◆ Data under study:
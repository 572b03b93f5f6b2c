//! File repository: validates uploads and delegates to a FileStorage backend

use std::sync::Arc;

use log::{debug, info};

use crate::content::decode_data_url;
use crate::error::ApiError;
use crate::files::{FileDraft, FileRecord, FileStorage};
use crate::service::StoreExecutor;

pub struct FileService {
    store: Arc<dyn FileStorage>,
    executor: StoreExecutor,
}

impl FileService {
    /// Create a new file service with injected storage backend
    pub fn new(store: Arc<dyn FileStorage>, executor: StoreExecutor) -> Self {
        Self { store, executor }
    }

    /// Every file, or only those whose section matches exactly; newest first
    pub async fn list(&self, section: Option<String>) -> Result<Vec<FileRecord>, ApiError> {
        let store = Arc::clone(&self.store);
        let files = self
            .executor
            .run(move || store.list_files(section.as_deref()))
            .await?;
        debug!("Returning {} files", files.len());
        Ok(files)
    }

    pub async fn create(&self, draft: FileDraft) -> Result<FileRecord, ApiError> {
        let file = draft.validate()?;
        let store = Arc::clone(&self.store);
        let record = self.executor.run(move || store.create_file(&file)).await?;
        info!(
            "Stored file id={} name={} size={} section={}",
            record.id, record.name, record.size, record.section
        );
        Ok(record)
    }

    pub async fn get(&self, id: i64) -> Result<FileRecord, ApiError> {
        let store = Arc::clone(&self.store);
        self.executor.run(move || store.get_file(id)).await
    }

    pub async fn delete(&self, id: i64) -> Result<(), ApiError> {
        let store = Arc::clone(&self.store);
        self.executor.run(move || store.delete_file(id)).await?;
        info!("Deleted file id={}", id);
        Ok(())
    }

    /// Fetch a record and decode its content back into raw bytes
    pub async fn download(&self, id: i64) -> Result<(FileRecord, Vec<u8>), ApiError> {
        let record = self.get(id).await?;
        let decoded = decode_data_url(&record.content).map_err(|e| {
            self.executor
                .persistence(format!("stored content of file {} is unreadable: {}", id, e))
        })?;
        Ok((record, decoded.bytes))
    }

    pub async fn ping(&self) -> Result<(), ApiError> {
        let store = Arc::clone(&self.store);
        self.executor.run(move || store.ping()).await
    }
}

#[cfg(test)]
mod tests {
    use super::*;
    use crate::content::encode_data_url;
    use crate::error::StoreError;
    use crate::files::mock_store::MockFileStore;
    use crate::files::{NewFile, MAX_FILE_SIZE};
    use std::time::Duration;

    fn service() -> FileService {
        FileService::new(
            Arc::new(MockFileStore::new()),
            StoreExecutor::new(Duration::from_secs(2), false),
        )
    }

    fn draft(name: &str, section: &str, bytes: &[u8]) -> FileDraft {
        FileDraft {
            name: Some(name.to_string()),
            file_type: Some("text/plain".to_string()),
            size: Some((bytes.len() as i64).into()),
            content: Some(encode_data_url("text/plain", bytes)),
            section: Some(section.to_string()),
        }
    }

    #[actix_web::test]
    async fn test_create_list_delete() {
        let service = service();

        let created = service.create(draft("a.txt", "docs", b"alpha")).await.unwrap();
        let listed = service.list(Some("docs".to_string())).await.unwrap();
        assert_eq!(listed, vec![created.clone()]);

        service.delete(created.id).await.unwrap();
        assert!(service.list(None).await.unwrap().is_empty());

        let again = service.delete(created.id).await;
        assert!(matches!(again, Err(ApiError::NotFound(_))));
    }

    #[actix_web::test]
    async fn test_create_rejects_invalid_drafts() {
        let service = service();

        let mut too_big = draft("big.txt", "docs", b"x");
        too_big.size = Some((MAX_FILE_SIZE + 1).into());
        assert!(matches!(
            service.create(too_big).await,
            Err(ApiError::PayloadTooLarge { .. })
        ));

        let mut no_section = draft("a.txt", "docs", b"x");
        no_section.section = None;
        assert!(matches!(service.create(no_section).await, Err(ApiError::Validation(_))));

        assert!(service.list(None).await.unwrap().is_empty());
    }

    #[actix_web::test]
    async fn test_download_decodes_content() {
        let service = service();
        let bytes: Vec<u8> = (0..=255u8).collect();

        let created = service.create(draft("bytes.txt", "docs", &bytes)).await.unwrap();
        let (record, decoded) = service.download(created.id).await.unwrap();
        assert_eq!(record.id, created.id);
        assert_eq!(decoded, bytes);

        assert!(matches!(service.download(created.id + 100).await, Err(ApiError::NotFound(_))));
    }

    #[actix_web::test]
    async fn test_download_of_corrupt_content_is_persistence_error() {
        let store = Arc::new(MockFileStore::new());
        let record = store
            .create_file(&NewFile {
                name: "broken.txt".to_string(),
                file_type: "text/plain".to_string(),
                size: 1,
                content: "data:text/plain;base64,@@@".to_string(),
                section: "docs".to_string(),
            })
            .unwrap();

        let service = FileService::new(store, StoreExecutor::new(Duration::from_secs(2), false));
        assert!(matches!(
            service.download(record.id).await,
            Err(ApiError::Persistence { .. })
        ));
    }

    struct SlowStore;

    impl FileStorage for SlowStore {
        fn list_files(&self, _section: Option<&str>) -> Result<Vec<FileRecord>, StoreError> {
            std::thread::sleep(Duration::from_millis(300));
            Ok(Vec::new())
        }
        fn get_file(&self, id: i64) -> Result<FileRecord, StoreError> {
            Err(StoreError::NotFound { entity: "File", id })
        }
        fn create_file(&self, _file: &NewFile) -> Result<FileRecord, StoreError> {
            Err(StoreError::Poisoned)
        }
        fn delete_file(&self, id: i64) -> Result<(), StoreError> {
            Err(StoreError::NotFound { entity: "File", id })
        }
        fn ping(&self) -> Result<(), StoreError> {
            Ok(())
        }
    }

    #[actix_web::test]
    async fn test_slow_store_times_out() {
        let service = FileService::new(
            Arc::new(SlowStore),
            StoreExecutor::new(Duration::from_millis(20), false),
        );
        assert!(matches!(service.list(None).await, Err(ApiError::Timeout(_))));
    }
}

◆ Description of the task: In the entries above, find each line with the string "docs" and copy it.

◆ Output of the task:
        let created = service.create(draft("a.txt", "docs", b"alpha")).await.unwrap();
        let listed = service.list(Some("docs".to_string())).await.unwrap();
        let mut too_big = draft("big.txt", "docs", b"x");
        let mut no_section = draft("a.txt", "docs", b"x");
        let created = service.create(draft("bytes.txt", "docs", &bytes)).await.unwrap();
                section: "docs".to_string(),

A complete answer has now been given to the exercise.